• How to complete this task:
Across the entries below, determine how many lines include the word "client". State only the resulting number.

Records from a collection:
//! Transport-facing collaborator traits.
//!
//! The session core never frames bytes itself. The transport layer supplies a
//! [`Connection`] per accepted socket, and the messaging layer supplies an
//! [`InboundHandler`] that receives every frame a client sends.

use async_trait::async_trait;
use bytes::Bytes;
use tracing::debug;

use crate::error::ConnectionError;
use crate::types::Identity;

/// One physical client connection.
///
/// Exclusively owned by the session wrapping it.
#[async_trait]
pub trait Connection: Send + 'static {
    /// Read the next inbound frame.
    ///
    /// Returns `Ok(None)` when the peer closed the connection cleanly.
    /// Must be cancel-safe: the run loop races it against outbound delivery
    /// and close requests, and a dropped read must not lose a partial frame.
    async fn read_frame(&mut self) -> Result<Option<Bytes>, ConnectionError>;

    /// Write one outbound frame.
    async fn write_frame(&mut self, frame: Bytes) -> Result<(), ConnectionError>;

    /// Release the underlying connection.
    async fn close(&mut self) -> Result<(), ConnectionError>;
}

/// Receives inbound frames for dispatch to the messaging layer.
///
/// Called from the session's own task with the identity the session held when
/// the frame was read. Implementations must not block.
pub trait InboundHandler: Send + Sync + 'static {
    fn handle_frame(&self, from: Identity, frame: Bytes);
}

/// Handler that drops every inbound frame.
#[derive(Debug, Default, Clone, Copy)]
pub struct DiscardInbound;

impl InboundHandler for DiscardInbound {
    fn handle_frame(&self, from: Identity, frame: Bytes) {
        debug!(from = %from, len = frame.len(), "Discarding inbound frame");
    }
}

• Output of the exercise:
2